In the past, the numbered doors would only be used for magnetic card applicants. Once you entered these small rooms, a soldier behind a bulletproof window would take you through several steps. First: fingerprints on the scanner; thumb first, then four fingers, then index finger only. Then, an iris scan on a machine just above the fingerprint scanner; stand facing the camera, stay still, don’t blink. Then they would ask questions: where do you live? What is your mother’s name? I once asked the soldier why they asked me questions they already know the answers to. “This is the protocol,” he answered. In my head, I added this protocol to the Museum of Gush Etzion.
I take a seat in this second waiting area, where I listen to numerical combinations coming through a speaker. "Number A 23 in room 3.” The young woman with the chocolate curls sighs and enters the third room. My gaze is fixated on the two bulletproof windows, which are for permit applicants.
A soldier appears behind one of the windows. I join the small crowd that rushes to him. An old woman in a colorful embroidered dress pushes through to the front. She is told to get in line but protests: she has bad knees and needs a permit to go to the hospital in Jerusalem, where her four-year-old grandson is undergoing surgery. The soldier slides her a form through a small opening beneath the glass and tells her to fill it in. “I don’t know how and I don’t have a pen,” she cries, “give me the permit and let me go!” She is told to fill in the form and dismissed.

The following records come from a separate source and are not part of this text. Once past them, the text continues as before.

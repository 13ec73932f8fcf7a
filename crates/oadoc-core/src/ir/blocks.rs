use indexmap::IndexMap;
use serde::{Deserialize, Serialize};
use serde_json::Value;

/// One node of the document tree. Serialized with a `type` discriminant so
/// templates can dispatch on it; `Section` is the only variant with children.
#[derive(Debug, Clone, PartialEq, Serialize, Deserialize)]
#[serde(tag = "type")]
pub enum Block {
    #[serde(rename = "section")]
    Section(Section),
    #[serde(rename = "overview.meta")]
    OverviewMeta(OverviewMeta),
    #[serde(rename = "overview.description")]
    OverviewDescription(Description),
    #[serde(rename = "overview.servers")]
    Servers(ServerBlock),
    #[serde(rename = "op.header")]
    OpHeader(OpHeader),
    #[serde(rename = "op.description")]
    OpDescription(Description),
    #[serde(rename = "op.parameters")]
    Parameters(ParameterBlock),
    #[serde(rename = "op.requestBody")]
    RequestBody(RequestBodyBlock),
    #[serde(rename = "op.example")]
    Example(ExampleBlock),
    #[serde(rename = "op.responses")]
    Responses(ResponseBlock),
    #[serde(rename = "op.security")]
    Security(SecurityBlock),
}

impl Block {
    /// The `type` tag this block serializes with.
    pub fn type_name(&self) -> &'static str {
        match self {
            Block::Section(_) => "section",
            Block::OverviewMeta(_) => "overview.meta",
            Block::OverviewDescription(_) => "overview.description",
            Block::Servers(_) => "overview.servers",
            Block::OpHeader(_) => "op.header",
            Block::OpDescription(_) => "op.description",
            Block::Parameters(_) => "op.parameters",
            Block::RequestBody(_) => "op.requestBody",
            Block::Example(_) => "op.example",
            Block::Responses(_) => "op.responses",
            Block::Security(_) => "op.security",
        }
    }

    pub fn as_section(&self) -> Option<&Section> {
        match self {
            Block::Section(section) => Some(section),
            _ => None,
        }
    }
}

/// Structural grouping. `level` is the 1-based nesting depth.
#[derive(Debug, Clone, PartialEq, Serialize, Deserialize)]
pub struct Section {
    pub title: String,
    pub level: usize,
    pub children: Vec<Block>,
}

/// Free-form narrative text.
#[derive(Debug, Clone, PartialEq, Eq, Serialize, Deserialize)]
pub struct Description {
    pub body: String,
}

/// Top-level API metadata.
#[derive(Debug, Clone, PartialEq, Eq, Default, Serialize, Deserialize)]
#[serde(rename_all = "camelCase")]
pub struct OverviewMeta {
    #[serde(default, skip_serializing_if = "Option::is_none")]
    pub email: Option<String>,
    #[serde(default, skip_serializing_if = "Option::is_none")]
    pub license: Option<LicenseInfo>,
    #[serde(default, skip_serializing_if = "Option::is_none")]
    pub terms_of_service: Option<String>,
}

#[derive(Debug, Clone, PartialEq, Eq, Serialize, Deserialize)]
pub struct LicenseInfo {
    pub name: String,
    #[serde(default, skip_serializing_if = "Option::is_none")]
    pub url: Option<String>,
}

#[derive(Debug, Clone, PartialEq, Serialize, Deserialize)]
pub struct ServerBlock {
    pub servers: Vec<ServerEntry>,
}

/// A server base URL.
#[derive(Debug, Clone, PartialEq, Serialize, Deserialize)]
pub struct ServerEntry {
    pub url: String,
    #[serde(default, skip_serializing_if = "Option::is_none")]
    pub description: Option<String>,
    #[serde(default, skip_serializing_if = "IndexMap::is_empty")]
    pub variables: IndexMap<String, ServerVariableEntry>,
}

/// A substitution variable in a server URL template.
#[derive(Debug, Clone, PartialEq, Serialize, Deserialize)]
pub struct ServerVariableEntry {
    pub default: Value,
    #[serde(default, skip_serializing_if = "Option::is_none")]
    pub description: Option<String>,
    #[serde(rename = "enum", default, skip_serializing_if = "Vec::is_empty")]
    pub enum_values: Vec<Value>,
}

/// Heading of a single-operation page.
#[derive(Debug, Clone, PartialEq, Eq, Serialize, Deserialize)]
#[serde(rename_all = "camelCase")]
pub struct OpHeader {
    pub title: String,
    pub method: String,
    pub path: String,
    pub operation_id: String,
}

/// Parameters grouped by location.
#[derive(Debug, Clone, PartialEq, Serialize, Deserialize)]
pub struct ParameterBlock {
    pub groups: Vec<ParameterGroup>,
}

#[derive(Debug, Clone, PartialEq, Serialize, Deserialize)]
pub struct ParameterGroup {
    #[serde(rename = "in")]
    pub location: String,
    pub title: String,
    pub items: Vec<ParamItem>,
}

#[derive(Debug, Clone, Copy, Default, PartialEq, Eq, Serialize, Deserialize)]
pub enum ItemKind {
    #[default]
    #[serde(rename = "param")]
    Param,
}

/// One documented parameter or request body property.
#[derive(Debug, Clone, PartialEq, Serialize, Deserialize)]
pub struct ParamItem {
    #[serde(default)]
    pub kind: ItemKind,
    pub name: String,
    #[serde(rename = "in")]
    pub location: String,
    pub required: bool,
    pub description: String,
    /// Opaque schema of the value.
    #[serde(rename = "type")]
    pub param_type: Value,
    pub examples: Vec<Value>,
}

#[derive(Debug, Clone, PartialEq, Serialize, Deserialize)]
#[serde(rename_all = "camelCase")]
pub struct RequestBodyBlock {
    #[serde(default, skip_serializing_if = "Option::is_none")]
    pub description: Option<String>,
    #[serde(default, skip_serializing_if = "Option::is_none")]
    pub required: Option<bool>,
    pub media_types: Vec<MediaTypeItem>,
}

/// A schema qualified by its content type.
#[derive(Debug, Clone, PartialEq, Serialize, Deserialize)]
#[serde(rename_all = "camelCase")]
pub struct MediaTypeItem {
    pub media_type: String,
    pub schema: Value,
}

#[derive(Debug, Clone, PartialEq, Serialize, Deserialize)]
#[serde(rename_all = "camelCase")]
pub struct ExampleBlock {
    pub media_type: String,
    pub examples: Vec<Value>,
}

#[derive(Debug, Clone, PartialEq, Serialize, Deserialize)]
pub struct ResponseBlock {
    pub responses: Vec<ResponseEntry>,
}

/// One status code. `primary` is absent when the response has no content.
#[derive(Debug, Clone, PartialEq, Serialize, Deserialize)]
pub struct ResponseEntry {
    pub status: String,
    pub description: String,
    #[serde(default, skip_serializing_if = "Option::is_none")]
    pub primary: Option<MediaTypeItem>,
    #[serde(default)]
    pub alternates: Vec<MediaTypeItem>,
}

#[derive(Debug, Clone, PartialEq, Eq, Serialize, Deserialize)]
pub struct SecurityBlock {
    pub requirements: Vec<SecurityRequirementItem>,
}

#[derive(Debug, Clone, PartialEq, Eq, Serialize, Deserialize)]
#[serde(rename_all = "camelCase")]
pub struct SecurityRequirementItem {
    pub name: String,
    pub scopes: Vec<String>,
    /// Type of the matching security scheme, when the document declares one.
    #[serde(default, skip_serializing_if = "Option::is_none")]
    pub scheme_type: Option<String>,
}

#[cfg(test)]
mod tests {
    use super::*;
    use serde_json::json;

    #[test]
    fn test_block_tags() {
        let block = Block::OpHeader(OpHeader {
            title: "List pets".to_string(),
            method: "GET".to_string(),
            path: "/pets".to_string(),
            operation_id: "listPets".to_string(),
        });
        let value = serde_json::to_value(&block).unwrap();
        assert_eq!(
            value,
            json!({
                "type": "op.header",
                "title": "List pets",
                "method": "GET",
                "path": "/pets",
                "operationId": "listPets"
            })
        );
        assert_eq!(block.type_name(), "op.header");
    }

    #[test]
    fn test_absent_primary_is_omitted() {
        let entry = ResponseEntry {
            status: "204".to_string(),
            description: String::new(),
            primary: None,
            alternates: Vec::new(),
        };
        let value = serde_json::to_value(&entry).unwrap();
        assert!(value.get("primary").is_none());
        assert_eq!(value["alternates"], json!([]));
    }

    #[test]
    fn test_legacy_null_primary_reads_as_absent() {
        let entry: ResponseEntry = serde_json::from_value(json!({
            "status": "403",
            "description": "",
            "primary": null,
            "alternates": []
        }))
        .unwrap();
        assert!(entry.primary.is_none());
    }

    #[test]
    fn test_param_item_shape() {
        let item = ParamItem {
            kind: ItemKind::Param,
            name: "status".to_string(),
            location: "query".to_string(),
            required: true,
            description: String::new(),
            param_type: json!({ "type": "string" }),
            examples: vec![json!("available")],
        };
        let value = serde_json::to_value(&item).unwrap();
        assert_eq!(value["kind"], "param");
        assert_eq!(value["in"], "query");
        assert_eq!(value["type"], json!({ "type": "string" }));
    }

    #[test]
    fn test_section_round_trip() {
        let tree = Block::Section(Section {
            title: "Root".to_string(),
            level: 1,
            children: vec![
                Block::OverviewDescription(Description {
                    body: "Hello".to_string(),
                }),
                Block::Security(SecurityBlock {
                    requirements: vec![SecurityRequirementItem {
                        name: "api_key".to_string(),
                        scopes: vec![],
                        scheme_type: Some("apiKey".to_string()),
                    }],
                }),
            ],
        });
        let text = serde_json::to_string(&tree).unwrap();
        let back: Block = serde_json::from_str(&text).unwrap();
        assert_eq!(back, tree);
    }
}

I beckon her over, telling her I have a pen and can help. I fill in the form for her and hand it back. She pushes her way to the front of the crowd again and hands the form to the soldier. She begins cursing her daughter-in-law, lamenting that it’s her fault for demanding that the boy is treated in Jerusalem. A few men in line offer words of support: pray to God and calm down; may God give him health.
It’s my turn. I tell the soldier why I am here. He slides me a form. I object, explaining that I had already filled in all my forms at the ministry in Tiberias. “If you want your permit, fill out this form. This is the protocol,” the soldier says before I, too, am dismissed.
Frustrated, I leave the line and fill in the form as fast as I can before returning to the window. I hand over the paper, and return, once again, to the waiting area. Luckily, it doesn’t take long for my name to be called and receive my family permit.
I walk out through two different turnstiles, emerging suddenly in the bright light of the car park. Behind me, I hear the faint sound of the speaker as it announced another numerical combination. I get back in the car with my brother, and we drive to Beit Sahour to visit my parents.
Photography by Yasmine Omari
While we drive, I continue designing the Museum of Gush Etzion in my head. Visitors will walk the halls of the museum with a soundtrack of the Arabic chatter of the waiting area, the Hebrew of the soldiers, the number of calls, and the clicks of the metal gates. They must choose which service they are there for and enter their passport number. Then, they wait a few minutes, hours, or a whole day. Some will even be asked to come back another day.
Behind the museum’s bulletproof windows, there will be robots in the shape of soldiers. When you enter one of the rooms for a magnetic card, the robot will take your biometrics and ask you questions they already know the answers to. If you do not answer correctly, you are locked in the room.
On the walls of the second waiting area, by the three numbered doors and the two bulletproof windows, there will be pictures of different people with headphones next to them. The headphones will tell, in their voices, stories of the hours they spent in this place, why they were there in the first place, and how it ended.
Visitors might leave with a magnet card or a permit in their hands. It will be a token of a system that once was, one that no person should be made to endure for the simple act of living with their family, earning a fair wage, or traveling to see our big, beautiful world.
One day, the Museum of Gush Etzion will remind us of what once was but must never again be.